Les Cifre vues par une chercheure : « le secteur est prêt »

Publié le : 03 octobre 2019-Mis à jour le : 07 octobre 2019

Régine Scelles, professeure de psychopathologie à l’université Paris-Nanterre

Avez-vous l’habitude de recourir aux conventions Cifre ?

Non ! Ce dispositif était encore peu connu dans le domaine des sciences humaines et sociales, il y a 5 ans.
Jusqu’ici la pratique consiste surtout à encadrer des doctorants qui sont en réalité déjà salariés. Ce sont généralement des professionnels du médico-social qui ont une certaine expérience du terrain, et qui décident de préparer une thèse pour acquérir de nouvelles compétences ou se reconvertir. Ces salariés partagent leur temps entre leur vie professionnelle et la préparation de leur thèse, ce qui est très compliqué pour eux. Je pense que cette pratique va diminuer dans le futur, car les écoles doctorales sont de plus en plus désireuses que les doctorants soient financées et que les thèses ne durent pas plus de 4 ans, ce qui est impossible ou presque quand on travaille à temps plein. Donc le contexte est de plus en plus favorable au développement des conventions Cifre. Le secteur est prêt.      

Quel intérêt voyez-vous au dispositif des Cifre ?

Le premier intérêt pour le doctorant est financier. La convention Cifre lui permet de financer un travail de recherche correspondant au travail de thèse puisqu’il est salarié d’une organisation professionnelle. Ce dispositif Cifre est particulièrement intéressant pour les jeunes qui ont obtenu leur master. Il leur donne à la fois une connaissance du terrain et une formation par et à la recherche.
Pour le doctorant et le directeur de thèse, l’encadrement de la thèse est aussi un moyen d’inscrire cette collaboration avec l’organisation professionnelle dans la durée.
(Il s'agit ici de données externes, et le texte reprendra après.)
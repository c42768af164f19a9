//! Night resolution: werewolf kill, seer check, witch potions, guard, dawn.
//!
//! Sub-phases run in a fixed order and each is a no-op when its role is dead
//! or absent. Results accumulate in the game's night scratch state and are
//! only applied at dawn. The scratch state is cleared when the next night
//! begins, so every sub-phase of one night sees the same values.

use futures::future::join_all;
use rand::seq::SliceRandom;
use rand::Rng;
use std::collections::{BTreeMap, HashSet};
use tracing::{info, warn};

use crate::character::{BeliefSource, CharacterId, SEER_CHECK_CONFIDENCE};
use crate::decision::{Actor, Choice, DecisionKind, DecisionRequest, Selection};
use crate::error::{GameError, GameResult};
use crate::log::{MessageType, Source};
use crate::moderator::Moderator;
use crate::role::Role;

impl Moderator {
    pub(crate) async fn werewolf_phase(&mut self) -> GameResult<()> {
        let wolves: Vec<CharacterId> = self.game.alive_werewolves().map(|c| c.id).collect();
        let targets: Vec<Choice> = self
            .game
            .get_alive()
            .filter(|c| !c.is_werewolf())
            .map(Choice::of)
            .collect();
        if wolves.is_empty() || targets.is_empty() {
            return Ok(());
        }

        let mut requests = Vec::with_capacity(wolves.len());
        for id in &wolves {
            let actor = Actor::of(self.character(*id)?);
            let context = self.context_for(*id)?;
            requests.push(DecisionRequest::target(
                DecisionKind::Kill,
                actor,
                context,
                targets.clone(),
            ));
        }

        // Every wolf is asked before anything is tallied.
        let provider = self.provider.clone();
        let outcomes = join_all(requests.iter().map(|r| provider.decide(r))).await;

        let mut tally: BTreeMap<CharacterId, usize> = BTreeMap::new();
        let mut call_ids = Vec::new();
        for (request, outcome) in requests.iter().zip(outcomes) {
            let resolved = self.settle(request, outcome);
            let Some(target) = resolved.selection.target() else {
                continue;
            };
            *tally.entry(target).or_default() += 1;
            call_ids.push(resolved.call_id);

            let intent = format!(
                "{} wants to kill {}",
                request.actor.name,
                self.game.name_of(target)
            );
            self.game
                .record_action(request.actor.id, &intent, vec![resolved.call_id])?;
            for mate in &wolves {
                if *mate != request.actor.id {
                    self.observe(*mate, &intent);
                }
            }
            self.remember(
                request,
                &resolved.selection,
                resolved.rationale.clone(),
                &resolved,
            )?;
            self.explain(request, &resolved.selection, &resolved).await;
        }

        let Some(victim) = self.plurality(&tally) else {
            return Ok(());
        };
        self.game.night.killed_at_night = Some(victim);
        let message = format!("The werewolves chose to kill {}", self.game.name_of(victim));
        info!(day = self.game.current_day(), victim = %self.game.name_of(victim), "Werewolf kill");
        self.game
            .record(Source::System, &message, false, MessageType::Action, call_ids);
        self.publish("The werewolves have chosen their victim");
        Ok(())
    }

    pub(crate) async fn seer_phase(&mut self) -> GameResult<()> {
        let Some(seer) = self.game.get_by_role(Role::Seer) else {
            return Ok(());
        };
        let seer_id = seer.id;
        let checked: HashSet<CharacterId> = seer
            .memory()
            .decisions_of(DecisionKind::Check)
            .filter_map(|d| d.target_id)
            .collect();

        let others: Vec<Choice> = self
            .game
            .get_alive()
            .filter(|c| c.id != seer_id)
            .map(Choice::of)
            .collect();
        let unchecked: Vec<Choice> = others
            .iter()
            .filter(|c| !checked.contains(&c.id))
            .cloned()
            .collect();
        let choices = if unchecked.is_empty() { others } else { unchecked };
        if choices.is_empty() {
            return Ok(());
        }

        let request = DecisionRequest::target(
            DecisionKind::Check,
            Actor::of(self.character(seer_id)?),
            self.context_for(seer_id)?,
            choices,
        );
        let resolved = self.ask(&request).await;
        let Some(target) = resolved.selection.target() else {
            return Ok(());
        };

        let target_name = self.game.name_of(target);
        let is_werewolf = self.character(target)?.is_werewolf();
        let verdict = if is_werewolf {
            "is a werewolf"
        } else {
            "is a good person"
        };
        self.game.record_action(
            seer_id,
            format!("{} checked {target_name}: {verdict}", request.actor.name),
            vec![resolved.call_id],
        )?;

        let day = self.game.current_day();
        let phase = self.game.phase();
        if let Some(seer) = self.game.get_mut(seer_id) {
            let memory = seer.memory_mut();
            memory.update_belief(
                &target_name,
                verdict,
                SEER_CHECK_CONFIDENCE,
                BeliefSource::SeerCheck,
            );
            memory.observe(format!("I checked {target_name}: {verdict}"), day, phase);
        }
        self.remember(
            &request,
            &resolved.selection,
            resolved.rationale.clone(),
            &resolved,
        )?;
        self.explain(&request, &resolved.selection, &resolved).await;
        self.publish("The seer has made a check");
        Ok(())
    }

    pub(crate) async fn witch_phase(&mut self) -> GameResult<()> {
        let Some(witch) = self.game.get_by_role(Role::Witch) else {
            return Ok(());
        };
        let witch_id = witch.id;

        if let Some(victim) = self.game.night.killed_at_night {
            if !self.game.potions().save_used() {
                self.offer_save(witch_id, victim).await?;
            }
        }
        if !self.game.potions().poison_used() {
            self.offer_poison(witch_id).await?;
        }
        self.publish("The witch has acted");
        Ok(())
    }

    async fn offer_save(&mut self, witch_id: CharacterId, victim: CharacterId) -> GameResult<()> {
        let victim_name = self.game.name_of(victim);
        self.observe(witch_id, &format!("{victim_name} was attacked tonight"));

        let request = DecisionRequest::optional(
            DecisionKind::Save,
            Actor::of(self.character(witch_id)?),
            self.context_for(witch_id)?,
            vec![Choice::of(self.character(victim)?)],
        );
        let resolved = self.ask(&request).await;

        let message = if resolved.selection == Selection::Target(victim) {
            self.game.potions_mut().use_save()?;
            self.game.night.saved_by_witch = true;
            format!("{} used the antidote on {victim_name}", request.actor.name)
        } else {
            format!("{} kept the antidote", request.actor.name)
        };
        self.game
            .record_action(witch_id, message, vec![resolved.call_id])?;
        self.remember(
            &request,
            &resolved.selection,
            resolved.rationale.clone(),
            &resolved,
        )?;
        self.explain(&request, &resolved.selection, &resolved).await;
        Ok(())
    }

    async fn offer_poison(&mut self, witch_id: CharacterId) -> GameResult<()> {
        let choices: Vec<Choice> = self
            .game
            .get_alive()
            .filter(|c| c.id != witch_id)
            .map(Choice::of)
            .collect();
        if choices.is_empty() {
            return Ok(());
        }

        let request = DecisionRequest::optional(
            DecisionKind::Poison,
            Actor::of(self.character(witch_id)?),
            self.context_for(witch_id)?,
            choices,
        );
        let resolved = self.ask(&request).await;

        let applied = match resolved.selection.target() {
            Some(target) => {
                if self.poison_allowed(target)? {
                    Some(target)
                } else {
                    info!(target = %self.game.name_of(target), "Poison withheld by policy");
                    None
                }
            }
            None => None,
        };

        let message = match applied {
            Some(target) => {
                self.game.potions_mut().use_poison()?;
                self.game.night.poisoned_by_witch = Some(target);
                format!("{} poisoned {}", request.actor.name, self.game.name_of(target))
            }
            None => format!("{} kept the poison", request.actor.name),
        };
        self.game
            .record_action(witch_id, message, vec![resolved.call_id])?;

        let applied_selection = applied.map_or(Selection::Pass, Selection::Target);
        let reason = if applied_selection == resolved.selection {
            resolved.rationale.clone()
        } else {
            None
        };
        self.remember(&request, &applied_selection, reason, &resolved)?;
        if applied_selection == resolved.selection {
            self.explain(&request, &applied_selection, &resolved).await;
        }
        Ok(())
    }

    /// Guard-rails against a provider poisoning its own side.
    fn poison_allowed(&mut self, target: CharacterId) -> GameResult<bool> {
        let policy = &self.config.policy;
        let target = self.character(target)?;
        if target.is(Role::Seer) && policy.protect_seer_from_poison {
            return Ok(false);
        }
        if !target.is_werewolf() {
            let p = policy.good_poison_block_probability;
            return Ok(!self.rng.gen_bool(p));
        }
        Ok(true)
    }

    pub(crate) async fn guard_phase(&mut self) -> GameResult<()> {
        let Some(guard) = self.game.get_by_role(Role::Guard) else {
            return Ok(());
        };
        let guard_id = guard.id;
        let choices: Vec<Choice> = self.game.get_alive().map(Choice::of).collect();

        let request = DecisionRequest::target(
            DecisionKind::Protect,
            Actor::of(self.character(guard_id)?),
            self.context_for(guard_id)?,
            choices,
        );
        let resolved = self.ask(&request).await;
        let Some(chosen) = resolved.selection.target() else {
            return Ok(());
        };

        let day = self.game.current_day();
        let repeat = matches!(
            self.game.last_protected,
            Some((last_day, last)) if last == chosen && last_day + 1 == day
        );
        let target = if repeat {
            let others: Vec<CharacterId> = request
                .choices
                .iter()
                .map(|c| c.id)
                .filter(|id| *id != chosen)
                .collect();
            let Some(alternative) = others.choose(&mut self.rng).copied() else {
                warn!(guard = %request.actor.name, "Nobody else to protect");
                return Ok(());
            };
            warn!(
                guard = %request.actor.name,
                repeated = %self.game.name_of(chosen),
                forced = %self.game.name_of(alternative),
                "Guard may not protect the same player twice in a row"
            );
            alternative
        } else {
            chosen
        };

        if let Some((last_day, last)) = self.game.last_protected {
            if last_day + 1 == day && last == target {
                return Err(GameError::invariant("guard protected the same target twice"));
            }
        }
        self.game.night.protected_by_guard = Some(target);
        self.game.last_protected = Some((day, target));
        self.game.record_action(
            guard_id,
            format!("{} protected {}", request.actor.name, self.game.name_of(target)),
            vec![resolved.call_id],
        )?;

        let applied = Selection::Target(target);
        if repeat {
            self.remember(
                &request,
                &applied,
                Some("Could not protect the same player twice in a row".into()),
                &resolved,
            )?;
        } else {
            self.remember(&request, &applied, resolved.rationale.clone(), &resolved)?;
            self.explain(&request, &applied, &resolved).await;
        }
        self.publish("The guard has chosen whom to protect");
        Ok(())
    }

    /// Apply the night's results.
    ///
    /// The wolf victim dies unless saved or protected. The poison target dies
    /// regardless. The wolf victim is processed first.
    pub(crate) fn dawn_phase(&mut self) -> GameResult<()> {
        let night = self.game.night.clone();
        let mut deaths: Vec<(CharacterId, &str)> = Vec::new();

        if let Some(victim) = night.killed_at_night {
            let protected = night.protected_by_guard == Some(victim);
            if !night.saved_by_witch && !protected {
                deaths.push((victim, "was killed during the night"));
            }
        }
        if let Some(poisoned) = night.poisoned_by_witch {
            if !deaths.iter().any(|(id, _)| *id == poisoned) {
                deaths.push((poisoned, "was poisoned"));
            }
        }

        self.game.announce("Dawn breaks.");
        if deaths.is_empty() {
            self.game.announce("It was a peaceful night. Nobody died.");
            self.observe_all("Nobody died last night");
            self.publish("It was a peaceful night");
            return Ok(());
        }

        for (id, cause) in deaths {
            if !self.game.is_alive(id) {
                continue;
            }
            let message = format!("{} {cause}", self.game.name_of(id));
            self.game.eliminate(id)?;
            info!(day = self.game.current_day(), %message, "Night death");
            self.game.announce(&message);
            self.observe_all(&message);
            self.publish(message);
        }
        Ok(())
    }
}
Quels sont les écueils à éviter ?

Il est très important de bien préciser les conditions dans lesquelles le doctorant va effectuer son travail de thèse. Il faut que le rôle et les responsabilités de chacun soient très clairs. Le temps de travail fléché sur la praxis et celui fléché sur la recherche doivent être clairement définis. La méthode, les outils doivent être clairement identifiés pour être certains que la mise en œuvre sera possible dans l’institution dans les conditions requises pour la thèse.

Dans mon domaine, la psychologie, la plupart des doctorants doivent intervenir sur le terrain pour collecter des données. Il est indispensable de veiller à ce qu’ils respectent un certain nombre de règles éthiques et déontologiques. C’est particulièrement vrai s’ils interviennent auprès de personnes vulnérables. De nombreuses questions se posent : sur le choix des personnes avec lesquelles les doctorants mèneront leur travail, sur la bonne distance à adopter, sur la confidentialité des données, sur la façon dont ils vont devoir rendre compte des données et de leur analyse, etc. Tout cela doit être bien précisé au départ et faire l’objet d’un accord écrit entre les parties pour éviter les problèmes futurs.

Enfin, il faut bien expliquer à l’employeur, avant de démarrer le projet, qu’on ne sait pas à l’avance quels seront les résultats obtenus. Trop souvent, consciemment ou non, les organismes sollicitent les chercheurs dans l’espoir que les travaux cautionnent leurs pratiques. C’est parfois vrai, mais ce n’est pas toujours le cas ! Le directeur de thèse est responsable de la qualité du travail de recherche accompli. Il est important que l’employeur du doctorant ait conscience, dès le départ, de cette exigence scientifique qui garantit la scientificité et l’indépendance des résultats.

Pour toutes ces raisons, il est préférable que les directeurs de thèse aient eux-mêmes une bonne connaissance du terrain.

Pourquoi n’y a-t-il pas davantage de Cifre dans le secteur médico-social ? Quels sont les freins selon vous ?

Il n’est pas possible de demander une subvention Cifre si le futur doctorant occupe son emploi depuis plus de 9 mois. Cette contrainte est un frein très important dans notre domaine, car, comme je l’ai dit, les personnes qui viennent nous voir pour préparer une thèse sont souvent des professionnels aguerris.

Par ailleurs, certains étudiants hésitent parfois à se lancer dans un travail de thèse après leur master, car ils craignent de ne pas pouvoir le valoriser auprès des professionnels. Il faut œuvrer pour que cela change et que le doctorat soit valorisé dans les conventions par exemple, mais aussi dans la fonction publique hospitalière et territoriale. Heureusement, tout cela est en train de changer.